Go through the records, and copy each line in which the string "write" is present.
—————
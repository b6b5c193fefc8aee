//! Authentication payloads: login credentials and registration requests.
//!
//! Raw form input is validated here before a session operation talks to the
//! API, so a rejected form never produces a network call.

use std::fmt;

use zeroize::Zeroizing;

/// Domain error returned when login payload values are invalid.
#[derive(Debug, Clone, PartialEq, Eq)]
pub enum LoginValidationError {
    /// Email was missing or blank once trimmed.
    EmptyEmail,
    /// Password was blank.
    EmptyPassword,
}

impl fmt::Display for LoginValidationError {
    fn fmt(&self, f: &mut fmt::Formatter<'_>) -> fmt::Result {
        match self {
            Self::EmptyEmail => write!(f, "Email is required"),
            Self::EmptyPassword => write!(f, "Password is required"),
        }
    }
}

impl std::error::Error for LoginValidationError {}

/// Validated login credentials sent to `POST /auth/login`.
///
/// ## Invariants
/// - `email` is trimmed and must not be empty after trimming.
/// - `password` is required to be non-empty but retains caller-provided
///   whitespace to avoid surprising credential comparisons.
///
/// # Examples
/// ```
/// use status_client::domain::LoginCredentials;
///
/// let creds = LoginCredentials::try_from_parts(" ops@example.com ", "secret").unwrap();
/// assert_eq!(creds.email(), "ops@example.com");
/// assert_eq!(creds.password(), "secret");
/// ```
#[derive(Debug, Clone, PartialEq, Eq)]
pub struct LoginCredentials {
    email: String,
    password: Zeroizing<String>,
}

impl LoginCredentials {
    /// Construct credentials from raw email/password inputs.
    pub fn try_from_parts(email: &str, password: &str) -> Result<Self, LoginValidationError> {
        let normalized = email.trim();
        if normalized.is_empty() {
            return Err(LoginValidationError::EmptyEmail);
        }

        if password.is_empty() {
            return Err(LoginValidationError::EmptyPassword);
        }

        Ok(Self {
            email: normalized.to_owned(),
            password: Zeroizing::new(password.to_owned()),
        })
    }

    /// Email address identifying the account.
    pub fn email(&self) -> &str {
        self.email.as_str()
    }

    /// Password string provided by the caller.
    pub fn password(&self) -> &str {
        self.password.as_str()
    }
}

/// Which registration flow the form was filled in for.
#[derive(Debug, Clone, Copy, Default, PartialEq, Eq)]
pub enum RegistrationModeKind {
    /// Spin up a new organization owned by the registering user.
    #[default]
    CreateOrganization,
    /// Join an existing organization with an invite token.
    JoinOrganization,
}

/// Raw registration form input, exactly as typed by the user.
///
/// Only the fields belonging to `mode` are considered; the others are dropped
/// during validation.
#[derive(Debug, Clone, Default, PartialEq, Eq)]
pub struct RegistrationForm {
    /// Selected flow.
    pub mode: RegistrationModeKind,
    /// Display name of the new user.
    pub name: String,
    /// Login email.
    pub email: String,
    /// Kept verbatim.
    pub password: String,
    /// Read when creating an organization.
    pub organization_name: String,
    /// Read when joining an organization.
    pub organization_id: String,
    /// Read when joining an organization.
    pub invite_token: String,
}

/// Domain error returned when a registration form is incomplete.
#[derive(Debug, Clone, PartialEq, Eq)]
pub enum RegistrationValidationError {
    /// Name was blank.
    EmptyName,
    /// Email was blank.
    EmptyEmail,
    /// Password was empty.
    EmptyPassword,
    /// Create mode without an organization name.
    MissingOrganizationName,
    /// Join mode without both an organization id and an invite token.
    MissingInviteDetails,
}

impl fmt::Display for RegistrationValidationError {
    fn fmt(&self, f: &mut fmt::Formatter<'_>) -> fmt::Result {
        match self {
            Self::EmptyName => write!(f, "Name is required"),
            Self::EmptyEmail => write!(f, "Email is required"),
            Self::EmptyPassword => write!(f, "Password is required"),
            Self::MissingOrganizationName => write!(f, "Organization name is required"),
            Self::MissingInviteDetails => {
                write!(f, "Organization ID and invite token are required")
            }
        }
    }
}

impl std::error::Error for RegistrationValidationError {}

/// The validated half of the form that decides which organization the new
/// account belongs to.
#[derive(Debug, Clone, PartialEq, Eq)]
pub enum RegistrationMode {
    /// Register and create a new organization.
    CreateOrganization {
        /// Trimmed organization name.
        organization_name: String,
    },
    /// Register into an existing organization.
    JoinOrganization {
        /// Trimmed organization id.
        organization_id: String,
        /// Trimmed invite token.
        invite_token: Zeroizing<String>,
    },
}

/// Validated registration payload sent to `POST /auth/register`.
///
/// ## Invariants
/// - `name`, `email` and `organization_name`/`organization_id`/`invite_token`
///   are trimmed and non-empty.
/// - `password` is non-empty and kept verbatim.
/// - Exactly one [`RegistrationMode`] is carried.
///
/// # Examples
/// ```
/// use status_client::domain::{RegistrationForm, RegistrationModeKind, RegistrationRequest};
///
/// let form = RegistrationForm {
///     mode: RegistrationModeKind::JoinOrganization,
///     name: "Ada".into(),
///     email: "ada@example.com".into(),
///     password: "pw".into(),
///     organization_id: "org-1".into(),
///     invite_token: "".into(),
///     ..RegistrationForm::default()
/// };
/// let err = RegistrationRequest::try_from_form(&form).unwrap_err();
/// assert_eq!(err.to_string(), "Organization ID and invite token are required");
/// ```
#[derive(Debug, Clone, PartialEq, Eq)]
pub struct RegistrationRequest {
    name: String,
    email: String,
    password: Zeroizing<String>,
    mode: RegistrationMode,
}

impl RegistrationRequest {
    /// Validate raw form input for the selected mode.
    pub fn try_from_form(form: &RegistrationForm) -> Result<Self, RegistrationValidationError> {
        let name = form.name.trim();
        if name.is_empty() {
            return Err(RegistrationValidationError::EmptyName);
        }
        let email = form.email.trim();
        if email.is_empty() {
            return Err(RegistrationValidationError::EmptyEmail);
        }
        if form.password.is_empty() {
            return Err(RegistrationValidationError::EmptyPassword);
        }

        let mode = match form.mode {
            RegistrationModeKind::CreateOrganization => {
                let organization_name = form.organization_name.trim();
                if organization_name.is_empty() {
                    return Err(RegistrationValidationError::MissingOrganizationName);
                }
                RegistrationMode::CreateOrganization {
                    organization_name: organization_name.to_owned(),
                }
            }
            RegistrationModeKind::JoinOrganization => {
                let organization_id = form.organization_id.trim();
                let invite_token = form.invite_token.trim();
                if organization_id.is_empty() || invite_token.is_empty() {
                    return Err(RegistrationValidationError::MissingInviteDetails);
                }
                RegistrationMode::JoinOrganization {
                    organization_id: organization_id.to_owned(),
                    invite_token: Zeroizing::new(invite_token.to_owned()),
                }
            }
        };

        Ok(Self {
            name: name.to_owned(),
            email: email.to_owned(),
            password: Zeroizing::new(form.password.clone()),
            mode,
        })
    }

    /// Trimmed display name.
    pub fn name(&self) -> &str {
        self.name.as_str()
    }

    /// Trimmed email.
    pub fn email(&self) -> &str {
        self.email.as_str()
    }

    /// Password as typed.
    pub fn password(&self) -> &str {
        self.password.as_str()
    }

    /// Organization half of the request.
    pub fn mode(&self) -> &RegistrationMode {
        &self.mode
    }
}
—————
Task solution ->
            Self::EmptyEmail => write!(f, "Email is required"),
            Self::EmptyPassword => write!(f, "Password is required"),
            Self::EmptyName => write!(f, "Name is required"),
            Self::EmptyEmail => write!(f, "Email is required"),
            Self::EmptyPassword => write!(f, "Password is required"),
            Self::MissingOrganizationName => write!(f, "Organization name is required"),
                write!(f, "Organization ID and invite token are required")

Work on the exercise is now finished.